◆ Task brief ◆
Copy exactly the stretch of data below from the line with "impl FromStr for IpAddr" through the line with "pub const fn from_const(bytes: [u8; 4])", including both of those lines.

---------------

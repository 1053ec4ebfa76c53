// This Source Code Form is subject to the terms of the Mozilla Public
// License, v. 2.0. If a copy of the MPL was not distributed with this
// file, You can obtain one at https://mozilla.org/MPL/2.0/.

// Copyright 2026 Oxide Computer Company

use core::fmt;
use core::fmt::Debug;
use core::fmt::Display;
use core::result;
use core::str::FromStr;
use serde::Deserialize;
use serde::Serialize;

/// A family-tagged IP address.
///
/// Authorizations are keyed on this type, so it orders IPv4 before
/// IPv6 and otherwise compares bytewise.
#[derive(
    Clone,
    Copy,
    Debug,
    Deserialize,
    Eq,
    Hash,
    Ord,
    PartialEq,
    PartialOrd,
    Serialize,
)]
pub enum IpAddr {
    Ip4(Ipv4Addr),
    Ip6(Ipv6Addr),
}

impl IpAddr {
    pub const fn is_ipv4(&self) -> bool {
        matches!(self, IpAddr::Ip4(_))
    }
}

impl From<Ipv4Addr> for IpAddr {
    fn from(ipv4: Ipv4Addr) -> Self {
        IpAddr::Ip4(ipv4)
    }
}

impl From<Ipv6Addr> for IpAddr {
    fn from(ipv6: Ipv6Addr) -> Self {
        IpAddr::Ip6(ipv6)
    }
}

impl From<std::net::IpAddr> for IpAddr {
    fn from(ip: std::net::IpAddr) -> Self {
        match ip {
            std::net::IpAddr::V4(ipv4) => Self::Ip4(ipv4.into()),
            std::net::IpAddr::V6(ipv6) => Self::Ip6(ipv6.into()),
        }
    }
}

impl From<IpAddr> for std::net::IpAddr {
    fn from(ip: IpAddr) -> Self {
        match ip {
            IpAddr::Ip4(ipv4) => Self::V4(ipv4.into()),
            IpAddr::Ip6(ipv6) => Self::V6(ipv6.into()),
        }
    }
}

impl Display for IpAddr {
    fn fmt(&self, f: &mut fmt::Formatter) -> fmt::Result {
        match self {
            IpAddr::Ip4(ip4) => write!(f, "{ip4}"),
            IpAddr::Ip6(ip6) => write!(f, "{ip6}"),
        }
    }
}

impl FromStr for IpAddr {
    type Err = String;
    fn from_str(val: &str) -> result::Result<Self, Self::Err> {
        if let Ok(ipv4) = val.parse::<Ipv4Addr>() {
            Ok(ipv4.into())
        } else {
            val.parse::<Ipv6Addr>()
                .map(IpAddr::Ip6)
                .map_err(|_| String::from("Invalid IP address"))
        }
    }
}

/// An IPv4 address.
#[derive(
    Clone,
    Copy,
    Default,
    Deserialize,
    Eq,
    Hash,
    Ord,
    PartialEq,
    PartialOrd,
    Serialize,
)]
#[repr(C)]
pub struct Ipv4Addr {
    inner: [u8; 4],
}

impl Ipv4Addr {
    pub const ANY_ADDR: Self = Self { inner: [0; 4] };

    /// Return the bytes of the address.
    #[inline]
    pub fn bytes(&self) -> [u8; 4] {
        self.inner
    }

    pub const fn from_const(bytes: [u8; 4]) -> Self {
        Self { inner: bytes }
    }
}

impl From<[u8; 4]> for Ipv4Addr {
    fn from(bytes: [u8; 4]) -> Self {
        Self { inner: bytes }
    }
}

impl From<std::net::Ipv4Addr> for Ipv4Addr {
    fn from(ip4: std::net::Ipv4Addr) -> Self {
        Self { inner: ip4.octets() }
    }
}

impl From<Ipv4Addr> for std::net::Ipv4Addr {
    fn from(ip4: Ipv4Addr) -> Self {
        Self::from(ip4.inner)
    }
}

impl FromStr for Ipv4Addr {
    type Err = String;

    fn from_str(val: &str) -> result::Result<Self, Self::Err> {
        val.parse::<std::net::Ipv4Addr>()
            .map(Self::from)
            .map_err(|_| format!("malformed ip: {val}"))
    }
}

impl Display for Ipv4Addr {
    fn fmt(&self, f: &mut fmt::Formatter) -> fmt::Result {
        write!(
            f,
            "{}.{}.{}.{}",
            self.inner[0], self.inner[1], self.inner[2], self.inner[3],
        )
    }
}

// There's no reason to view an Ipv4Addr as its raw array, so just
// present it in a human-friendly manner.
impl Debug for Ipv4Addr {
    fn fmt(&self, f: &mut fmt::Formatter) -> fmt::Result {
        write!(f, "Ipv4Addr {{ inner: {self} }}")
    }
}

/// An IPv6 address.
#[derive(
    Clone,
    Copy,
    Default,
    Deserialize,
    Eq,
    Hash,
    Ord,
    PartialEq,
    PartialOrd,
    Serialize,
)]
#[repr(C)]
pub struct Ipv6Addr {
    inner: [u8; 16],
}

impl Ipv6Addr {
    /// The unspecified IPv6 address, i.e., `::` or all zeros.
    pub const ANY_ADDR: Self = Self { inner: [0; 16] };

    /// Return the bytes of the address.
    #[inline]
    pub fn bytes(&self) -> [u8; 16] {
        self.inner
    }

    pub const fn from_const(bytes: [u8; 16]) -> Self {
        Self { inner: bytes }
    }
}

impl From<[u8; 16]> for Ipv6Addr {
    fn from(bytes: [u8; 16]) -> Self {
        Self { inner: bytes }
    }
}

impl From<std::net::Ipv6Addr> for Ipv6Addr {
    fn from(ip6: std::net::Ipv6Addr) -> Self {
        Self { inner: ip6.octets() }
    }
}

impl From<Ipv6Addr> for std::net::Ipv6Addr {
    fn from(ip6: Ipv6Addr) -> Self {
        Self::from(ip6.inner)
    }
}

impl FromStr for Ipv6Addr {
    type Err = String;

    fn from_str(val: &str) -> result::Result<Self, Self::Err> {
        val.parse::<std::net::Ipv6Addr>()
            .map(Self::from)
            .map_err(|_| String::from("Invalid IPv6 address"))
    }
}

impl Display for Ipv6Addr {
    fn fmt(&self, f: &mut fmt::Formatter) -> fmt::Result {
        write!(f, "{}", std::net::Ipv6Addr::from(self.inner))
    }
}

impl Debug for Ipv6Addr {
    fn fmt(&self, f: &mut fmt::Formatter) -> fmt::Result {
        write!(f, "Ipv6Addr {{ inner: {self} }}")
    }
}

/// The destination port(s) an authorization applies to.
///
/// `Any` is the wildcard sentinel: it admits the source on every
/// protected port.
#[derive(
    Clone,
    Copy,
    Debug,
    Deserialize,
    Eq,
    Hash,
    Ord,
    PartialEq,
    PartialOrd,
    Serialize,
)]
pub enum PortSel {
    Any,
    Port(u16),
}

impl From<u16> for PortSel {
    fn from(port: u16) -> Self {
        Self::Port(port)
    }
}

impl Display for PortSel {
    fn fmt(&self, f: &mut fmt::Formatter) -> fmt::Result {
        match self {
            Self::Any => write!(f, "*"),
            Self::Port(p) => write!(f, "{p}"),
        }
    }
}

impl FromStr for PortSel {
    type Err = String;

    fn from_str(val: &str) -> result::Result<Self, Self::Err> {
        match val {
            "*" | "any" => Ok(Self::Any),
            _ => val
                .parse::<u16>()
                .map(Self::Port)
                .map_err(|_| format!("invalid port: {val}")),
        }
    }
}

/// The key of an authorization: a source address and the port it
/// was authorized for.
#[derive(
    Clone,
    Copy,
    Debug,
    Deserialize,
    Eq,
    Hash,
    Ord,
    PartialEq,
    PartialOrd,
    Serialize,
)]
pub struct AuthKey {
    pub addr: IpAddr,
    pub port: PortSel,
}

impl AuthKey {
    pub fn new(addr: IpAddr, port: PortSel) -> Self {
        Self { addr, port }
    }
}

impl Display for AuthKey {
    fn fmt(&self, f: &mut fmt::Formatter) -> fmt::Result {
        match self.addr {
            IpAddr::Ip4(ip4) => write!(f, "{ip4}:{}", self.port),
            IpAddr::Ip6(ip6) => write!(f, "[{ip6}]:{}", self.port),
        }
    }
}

---------------

◆ Response ◆
impl FromStr for IpAddr {
    type Err = String;
    fn from_str(val: &str) -> result::Result<Self, Self::Err> {
        if let Ok(ipv4) = val.parse::<Ipv4Addr>() {
            Ok(ipv4.into())
        } else {
            val.parse::<Ipv6Addr>()
                .map(IpAddr::Ip6)
                .map_err(|_| String::from("Invalid IP address"))
        }
    }
}

/// An IPv4 address.
#[derive(
    Clone,
    Copy,
    Default,
    Deserialize,
    Eq,
    Hash,
    Ord,
    PartialEq,
    PartialOrd,
    Serialize,
)]
#[repr(C)]
pub struct Ipv4Addr {
    inner: [u8; 4],
}

impl Ipv4Addr {
    pub const ANY_ADDR: Self = Self { inner: [0; 4] };

    /// Return the bytes of the address.
    #[inline]
    pub fn bytes(&self) -> [u8; 4] {
        self.inner
    }

    pub const fn from_const(bytes: [u8; 4]) -> Self {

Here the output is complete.